In December 1965 Salvador Dalí, who by then was already enjoying global stardom, featured in several New York “manifestations.” For the opening of the Gallery of Modern Art, a packed crowd watched him paint a horse rider in real time while the flamenco guitarist Manitas de Plata and the singer José Reyes performed soleares praising the Surrealist artist’s genius. In another memorable performance, Dalí sipped from a swan’s egg as a swarm of ants emerged from within. Both “manifestations” made up the core of Dalí in New York , a documentary by British filmmaker Jack Bond in which the Spanish artist showed his worst side as an artist but that brought out the best of his larger-than-life persona.
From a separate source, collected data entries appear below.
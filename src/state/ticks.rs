// Per-key timer handles, e.g. one fall interval per falling item.
use std::collections::HashMap;
use std::hash::Hash;

/// Owns one handle per live key. Dropping a handle cancels its timer, so
/// syncing against the live set stops ticks for keys that went away.
#[derive(Debug)]
pub struct TickSet<K, H> {
    handles: HashMap<K, H>,
}

impl<K, H> Default for TickSet<K, H> {
    fn default() -> Self {
        Self {
            handles: HashMap::new(),
        }
    }
}

impl<K: Copy + Eq + Hash, H> TickSet<K, H> {
    pub fn sync(&mut self, live: &[K], mut make: impl FnMut(K) -> H) {
        self.handles.retain(|k, _| live.contains(k));
        for k in live {
            if !self.handles.contains_key(k) {
                let handle = make(*k);
                self.handles.insert(*k, handle);
            }
        }
    }

    pub fn len(&self) -> usize {
        self.handles.len()
    }

    pub fn is_empty(&self) -> bool {
        self.handles.is_empty()
    }

    pub fn clear(&mut self) {
        self.handles.clear();
    }
}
Standing before the cameras, Dalí rattled off all those phrases that have made him insufferable to so many people for so many years: “I only want slaves by my side;” “The monarchy is the best form of government because kings like myself are elected by God;” “The Holy Inquisition should be brought back;” and more. A narcissistic egomaniac, a master of performance, a genius at advertising (“I am very busy being Dalí and I can only see people for symbolic reasons like money or publicity,” he said in a 1955 interview), Dalí has always been imitated, then as now, by other artists, including Andy Warhol, Damien Hirst and Jeff Koons.
But Salvador Dalí the artist is a very superior figure to Dalí the incommensurate performer. He occupies a top spot in art history, and stressing this point is the challenge that lies ahead.
Todas las sugestiones poéticas y todas las posibilidades plásticas, is a new show that opens on Saturday at Madrid’s Reina Sofía. This major retrospective, which includes more than 200 artworks, was previously on display at the Centre Pompidou in Paris, where it was seen by 790,090 people in four months. Without a doubt, it will be the exhibition of the year in Spain.